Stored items
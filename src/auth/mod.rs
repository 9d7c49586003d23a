//! Session authenticators for web services.
//!
//! Provides:
//! - Authenticator lifecycle (create, retrieve, init, touch, update, renew, discard)
//! - Stateless mode: the whole record travels, optionally AES-256-GCM sealed
//! - Stateful mode: only an opaque id travels, the record lives in a store
//! - In-memory and SQLite stores with expired-record sweeping
//!
//! ## Design Decisions
//! - One [`TokenMode`] is chosen at construction; the service never asks
//!   whether a store exists.
//! - Store keys are SHA-256 hashes of the id, consistent with the rest of the
//!   token handling. A leaked database does not leak usable tokens.
//! - Clock, id generator, fingerprinter and transport are injected so the
//!   lifecycle can be tested without wall time or real requests.

pub mod error;
pub mod mode;
pub mod service;
pub mod store;
pub mod traits;

pub use error::AuthenticatorError;
pub use mode::{StatefulMode, StatelessMode, TokenMode, TokenUpdate};
pub use service::{
    spawn_purge_task, AuthenticatorService, AuthenticatorServiceBuilder, AuthenticatorSettings,
};
pub use store::{InMemoryAuthenticatorStore, SqliteAuthenticatorStore};
pub use traits::{AuthenticatorStore, Clock, IdGenerator, ManualClock, SystemClock, UuidIdGenerator};

use crate::authenticator::TokenCodec;
use crate::config::{Config, StoreConfig};
use crate::security::encryption::SecretKey;
use crate::security::fingerprint::RequestFingerprinter;
use crate::transport::HeaderTransport;
use anyhow::{bail, Context, Result};
use std::sync::Arc;

/// Store for the configured backend. `None` selects stateless mode.
pub fn create_store(config: &StoreConfig) -> Result<Option<Arc<dyn AuthenticatorStore>>> {
    match config.backend.as_str() {
        "stateless" => Ok(None),
        "memory" => Ok(Some(Arc::new(InMemoryAuthenticatorStore::new()))),
        "sqlite" => {
            let Some(path) = config.resolved_db_path() else {
                bail!("store.db_path is required for the sqlite backend");
            };
            Ok(Some(Arc::new(SqliteAuthenticatorStore::open(&path)?)))
        }
        other => bail!("Unknown store backend: {other}"),
    }
}

/// Secret key from `authenticator.secret_key_path`, if configured.
pub fn load_secret_key(config: &Config) -> Result<Option<SecretKey>> {
    let Some(path) = config.authenticator.resolved_secret_key_path() else {
        return Ok(None);
    };
    let key = SecretKey::from_key_file(&path)
        .with_context(|| format!("Failed to load secret key from {}", path.display()))?;
    Ok(Some(key))
}

/// Service wired from config with default collaborators.
pub fn create_service(config: &Config) -> Result<AuthenticatorService> {
    config.validate()?;
    let settings = AuthenticatorSettings::from_config(&config.authenticator);
    let transport = HeaderTransport::new(&config.authenticator.token_name)?;
    let fingerprinter =
        RequestFingerprinter::new(config.authenticator.fingerprint_remote_address);

    let builder = AuthenticatorService::builder(settings)
        .transport(Arc::new(transport))
        .fingerprint_generator(Arc::new(fingerprinter));

    let builder = match create_store(&config.store)? {
        Some(store) => builder.stateful(store),
        None => {
            let key = load_secret_key(config)?;
            let codec =
                TokenCodec::from_settings(config.authenticator.encrypt_authenticator, key.as_ref())?;
            if !codec.is_encrypted() {
                tracing::warn!("Stateless authenticators are not encrypted and can be forged");
            }
            builder.stateless(codec)
        }
    };

    let service = builder.build()?;
    tracing::info!(
        mode = service.mode_name(),
        backend = %config.store.backend,
        "Authenticator service ready"
    );
    Ok(service)
}

#[cfg(test)]
mod tests {
    use super::*;
    use crate::config::AuthenticatorConfig;

    #[test]
    fn create_store_selects_backend() {
        assert!(create_store(&StoreConfig::default()).unwrap().is_none());

        let memory = StoreConfig {
            backend: "memory".into(),
            ..StoreConfig::default()
        };
        assert_eq!(create_store(&memory).unwrap().unwrap().name(), "memory");

        let dir = tempfile::tempdir().unwrap();
        let sqlite = StoreConfig {
            backend: "sqlite".into(),
            db_path: Some(dir.path().join("tokens.db").to_string_lossy().into_owned()),
            ..StoreConfig::default()
        };
        assert_eq!(create_store(&sqlite).unwrap().unwrap().name(), "sqlite");
    }

    #[test]
    fn create_store_rejects_unknown_backend() {
        let config = StoreConfig {
            backend: "redis".into(),
            ..StoreConfig::default()
        };
        let err = create_store(&config).err().unwrap();
        assert!(err.to_string().contains("Unknown store backend"));
    }

    #[test]
    fn encrypted_stateless_requires_key() {
        let err = create_service(&Config::default()).unwrap_err();
        assert!(err.to_string().contains("secret key"));
    }

    #[test]
    fn stateless_service_from_key_file() {
        let dir = tempfile::tempdir().unwrap();
        let key_path = dir.path().join("secret.key");
        SecretKey::generate_key_file(&key_path).unwrap();

        let config = Config {
            authenticator: AuthenticatorConfig {
                secret_key_path: Some(key_path.to_string_lossy().into_owned()),
                ..AuthenticatorConfig::default()
            },
            ..Config::default()
        };
        let service = create_service(&config).unwrap();
        assert_eq!(service.mode_name(), "stateless");
    }

    #[test]
    fn plain_stateless_needs_no_key() {
        let config = Config {
            authenticator: AuthenticatorConfig {
                encrypt_authenticator: false,
                ..AuthenticatorConfig::default()
            },
            ..Config::default()
        };
        assert_eq!(create_service(&config).unwrap().mode_name(), "stateless");
    }

    #[test]
    fn memory_backend_is_stateful() {
        let config = Config {
            store: StoreConfig {
                backend: "memory".into(),
                ..StoreConfig::default()
            },
            ..Config::default()
        };
        assert_eq!(create_service(&config).unwrap().mode_name(), "stateful");
    }
}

*Work required*
Copy, please, every line from the start of the entries down to the line that holds "## Design Decisions", with both of those lines included and no others.

*Output of the task*
filename src/auth/mod.rs
repository 9d7c49586003d23a
//! Session authenticators for web services.
//!
//! Provides:
//! - Authenticator lifecycle (create, retrieve, init, touch, update, renew, discard)
//! - Stateless mode: the whole record travels, optionally AES-256-GCM sealed
//! - Stateful mode: only an opaque id travels, the record lives in a store
//! - In-memory and SQLite stores with expired-record sweeping
//!
//! ## Design Decisions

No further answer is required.